Mas eu também preciso pensar na grande providência que é a internet para a formação dos católicos hoje. Com ela, hoje, temos acesso fácil, instantâneo e gratuito a uma verdadeira biblioteca de bons livros católicos, que nos põem em contato com a fé de sempre e nos dão uma lufada de ar fresco, uma verdadeira libertação da falta de catequese, e até mesmo da má formação, que tantos de nós recebemos em nossa infância, seja dentro de casa, seja nas nossas paróquias. 

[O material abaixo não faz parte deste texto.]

#[cfg(test)]
mod tests {
    use std::sync::Mutex;

    use async_trait::async_trait;
    use url::Url;

    use super::*;
    use crate::config::OAuthClientConfig;
    use crate::oauth::TokenResponse;
    use crate::video_id::VideoId;

    const SRT: &str = "1\n00:00:00,000 --> 00:00:01,000\nHello\n";

    #[derive(Default)]
    struct FakeService {
        tracks: Vec<CaptionTrack>,
        list_error: Option<u16>,
        download_error: Option<u16>,
        calls: Mutex<Vec<String>>,
    }

    impl FakeService {
        fn with_tracks(tracks: Vec<CaptionTrack>) -> Self {
            Self {
                tracks,
                ..Self::default()
            }
        }

        fn calls(&self) -> Vec<String> {
            self.calls.lock().unwrap().clone()
        }
    }

    #[async_trait]
    impl CaptionService for FakeService {
        async fn list_tracks(&self, video: &VideoId, credential: &Credential) -> Result<Vec<CaptionTrack>> {
            self.calls
                .lock()
                .unwrap()
                .push(format!("list {video} via {}", credential.kind()));
            match self.list_error {
                Some(status) => Err(CaptionError::Api {
                    status,
                    body: "rejected".into(),
                }),
                None => Ok(self.tracks.clone()),
            }
        }

        async fn download_track(&self, track_id: &str, credential: &Credential) -> Result<CaptionContent> {
            self.calls
                .lock()
                .unwrap()
                .push(format!("download {track_id} via {}", credential.kind()));
            match self.download_error {
                Some(status) => Err(CaptionError::Api {
                    status,
                    body: "forbidden".into(),
                }),
                None => Ok(CaptionContent {
                    track_id: track_id.to_string(),
                    srt: SRT.to_string(),
                }),
            }
        }
    }

    struct FakeExchanger;

    #[async_trait]
    impl TokenExchanger for FakeExchanger {
        async fn exchange_code(&self, _client: &OAuthClientConfig, code: &str) -> Result<TokenResponse> {
            if code == "good" {
                Ok(TokenResponse {
                    access_token: "ya29.token".into(),
                    refresh_token: None,
                    token_type: None,
                    scope: None,
                })
            } else {
                Err(CaptionError::Exchange("invalid_grant".into()))
            }
        }
    }

    fn track(id: &str, name: &str, language: &str) -> CaptionTrack {
        CaptionTrack {
            id: id.into(),
            name: name.into(),
            language: language.into(),
            track_kind: None,
        }
    }

    fn oauth_mode() -> AuthMode {
        AuthMode::OAuth(OAuthClientConfig {
            client_id: "client".into(),
            client_secret: "secret".into(),
            redirect_uri: "http://localhost:8501".into(),
            auth_uri: "https://accounts.google.com/o/oauth2/auth".into(),
            token_uri: "https://oauth2.googleapis.com/token".into(),
            scopes: vec!["https://www.googleapis.com/auth/youtube.force-ssl".into()],
        })
    }

    fn api_key_session(service: &Arc<FakeService>) -> Session {
        Session::new(
            &AuthMode::ApiKey("k1".into()),
            Arc::clone(service) as Arc<dyn CaptionService>,
            Arc::new(FakeExchanger),
        )
        .unwrap()
    }

    fn oauth_session(service: &Arc<FakeService>) -> Session {
        Session::new(
            &oauth_mode(),
            Arc::clone(service) as Arc<dyn CaptionService>,
            Arc::new(FakeExchanger),
        )
        .unwrap()
    }

    #[tokio::test]
    async fn api_key_end_to_end() {
        let service = Arc::new(FakeService::with_tracks(vec![track("capA", "English", "en")]));
        let mut session = api_key_session(&service);

        let step = session
            .submit_url("https://www.youtube.com/watch?v=abc12345678")
            .await
            .unwrap();
        let Step::TracksReady(tracks) = step else {
            panic!("expected tracks, got {step:?}");
        };
        assert_eq!(tracks.iter().map(CaptionTrack::label).collect::<Vec<_>>(), vec!["English (en)"]);

        let selected = session.select_track(&"1".parse().unwrap()).unwrap();
        assert_eq!(selected.id, "capA");

        let artifact = session.download().await.unwrap();
        assert_eq!(artifact.content, SRT);
        assert_eq!(artifact.file_name, "captions.srt");
        assert_eq!(artifact.mime, "text/plain");
        assert_eq!(
            service.calls(),
            vec!["list abc12345678 via api key", "download capA via api key"]
        );
    }

    #[tokio::test]
    async fn invalid_url_fails_before_any_call() {
        let service = Arc::new(FakeService::with_tracks(vec![track("capA", "English", "en")]));
        let mut session = api_key_session(&service);

        let err = session.submit_url("https://example.com/").await.unwrap_err();
        assert!(matches!(err, CaptionError::InvalidInput(_)));
        assert!(service.calls().is_empty());
    }

    #[tokio::test]
    async fn zero_tracks_is_reported_as_empty_result() {
        let service = Arc::new(FakeService::default());
        let mut session = api_key_session(&service);

        let err = session.submit_url("https://youtu.be/dQw4w9WgXcQ").await.unwrap_err();
        assert!(matches!(err, CaptionError::EmptyResult));
        assert!(session.tracks().is_empty());
    }

    #[tokio::test]
    async fn api_error_is_passed_through() {
        let service = Arc::new(FakeService {
            list_error: Some(404),
            ..FakeService::default()
        });
        let mut session = api_key_session(&service);

        let err = session.submit_url("https://youtu.be/dQw4w9WgXcQ").await.unwrap_err();
        assert!(matches!(err, CaptionError::Api { status: 404, .. }));
        assert!(!err.is_fatal());
    }

    #[tokio::test]
    async fn api_key_download_failure_is_not_retried() {
        let service = Arc::new(FakeService {
            tracks: vec![track("asr1", "", "en")],
            download_error: Some(403),
            ..FakeService::default()
        });
        let mut session = api_key_session(&service);
        session.submit_url("https://youtu.be/dQw4w9WgXcQ").await.unwrap();
        session.select_track(&TrackSelector::Id("asr1".into())).unwrap();

        let err = session.download().await.unwrap_err();
        assert!(matches!(err, CaptionError::Api { status: 403, .. }));
        assert_eq!(service.calls().len(), 2);
    }

    #[tokio::test]
    async fn download_requires_selection() {
        let service = Arc::new(FakeService::with_tracks(vec![track("capA", "English", "en")]));
        let mut session = api_key_session(&service);
        session.submit_url("https://youtu.be/dQw4w9WgXcQ").await.unwrap();

        assert!(matches!(session.download().await, Err(CaptionError::InvalidInput(_))));
    }

    #[tokio::test]
    async fn selection_must_refer_to_listed_track() {
        let service = Arc::new(FakeService::with_tracks(vec![
            track("capA", "English", "en"),
            track("capB", "Deutsch", "de"),
        ]));
        let mut session = api_key_session(&service);

        assert!(session.select_track(&TrackSelector::Index(1)).is_err());
        session.submit_url("https://youtu.be/dQw4w9WgXcQ").await.unwrap();

        assert!(session.select_track(&TrackSelector::Index(0)).is_err());
        assert!(session.select_track(&TrackSelector::Index(3)).is_err());
        assert!(session.select_track(&TrackSelector::Id("capZ".into())).is_err());
        assert_eq!(session.select_track(&TrackSelector::Index(2)).unwrap().id, "capB");
    }

    #[tokio::test]
    async fn new_url_clears_selection() {
        let service = Arc::new(FakeService::with_tracks(vec![track("capA", "English", "en")]));
        let mut session = api_key_session(&service);
        session.submit_url("https://youtu.be/dQw4w9WgXcQ").await.unwrap();
        session.select_track(&TrackSelector::Index(1)).unwrap();

        let _ = session.submit_url("https://example.com/").await;
        assert!(session.selected_track().is_none());
        assert!(session.tracks().is_empty());
    }

    #[tokio::test]
    async fn oauth_session_asks_for_authorization_then_resumes() {
        let service = Arc::new(FakeService::with_tracks(vec![track("capA", "English", "en")]));
        let mut session = oauth_session(&service);
        assert!(session.credential().is_none());

        let step = session.submit_url("https://youtu.be/dQw4w9WgXcQ").await.unwrap();
        let Step::AuthorizationRequired { url } = step else {
            panic!("expected authorization step, got {step:?}");
        };
        assert!(Url::parse(&url).is_ok());
        assert_eq!(session.negotiation_status(), Some(NegotiationStatus::AwaitingCode));
        assert!(service.calls().is_empty());

        let err = session.submit_code("stale").await.unwrap_err();
        assert!(matches!(err, CaptionError::Exchange(_)));

        let step = session.submit_code("good").await.unwrap();
        assert!(matches!(step, Step::TracksReady(ref t) if t.len() == 1));
        assert_eq!(service.calls(), vec!["list dQw4w9WgXcQ via oauth"]);

        session.select_track(&TrackSelector::Index(1)).unwrap();
        session.download().await.unwrap();
        assert_eq!(service.calls()[1], "download capA via oauth");
    }

    #[tokio::test]
    async fn code_without_pending_url_just_authorizes() {
        let service = Arc::new(FakeService::default());
        let mut session = oauth_session(&service);

        assert!(session.begin_authorization().unwrap().is_some());
        assert_eq!(session.submit_code("good").await.unwrap(), Step::Authorized);
        assert!(session.begin_authorization().unwrap().is_none());
        assert!(matches!(
            session.submit_code("good").await,
            Err(CaptionError::Configuration(_))
        ));
    }

    #[tokio::test]
    async fn api_key_session_has_no_authorization_step() {
        let service = Arc::new(FakeService::default());
        let mut session = api_key_session(&service);

        assert_eq!(session.negotiation_status(), None);
        assert!(session.begin_authorization().unwrap().is_none());
        assert!(session.submit_code("good").await.unwrap_err().is_fatal());
    }

    #[test]
    fn blank_api_key_fails_session_creation() {
        let result = Session::new(
            &AuthMode::ApiKey(String::new()),
            Arc::new(FakeService::default()),
            Arc::new(FakeExchanger),
        );
        assert!(matches!(result, Err(CaptionError::Configuration(_))));
    }

    #[tokio::test]
    async fn registry_keeps_sessions_apart() {
        let service = Arc::new(FakeService::default());
        let mut registry = SessionRegistry::new(oauth_mode(), service, Arc::new(FakeExchanger));

        registry.session("alice").unwrap().begin_authorization().unwrap();
        registry.session("alice").unwrap().submit_code("good").await.unwrap();

        assert!(registry.session("alice").unwrap().credential().is_some());
        assert!(registry.session("bob").unwrap().credential().is_none());
        assert_eq!(registry.len(), 2);

        assert!(registry.end("alice"));
        assert!(!registry.end("alice"));
        assert!(registry.session("alice").unwrap().credential().is_none());
    }

    #[test]
    fn selector_parsing() {
        assert_eq!("2".parse::<TrackSelector>().unwrap(), TrackSelector::Index(2));
        assert_eq!(
            " AUieDaZ ".parse::<TrackSelector>().unwrap(),
            TrackSelector::Id("AUieDaZ".into())
        );
        assert!("".parse::<TrackSelector>().is_err());
    }
}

Não fosse esse instrumento, eu muito provavelmente ainda estaria deitando e rolando nos vícios do meu começo de juventude… Em outras palavras, eu estaria indo para o Inferno

Esse drama que eu estava vivendo, no entanto, é o drama atual de muitíssimas pessoas (católicas batizadas!), que se encontram na mesmíssima situação de miséria em que eu estava dez anos atrás. Quando elas ouvirão a voz da verdade (se é que terão a chance de ouvi-la)? Quando procurarão o sacramento da Confissão e voltarão para a amizade de Deus (se é que o farão)? Até que despertemos de nossa letargia, de nossa mudez e de nossa covardia em pregar a doutrina de sempre da Igreja, para salvar os vivos, talvez Deus precise continuar ressuscitando os mortos...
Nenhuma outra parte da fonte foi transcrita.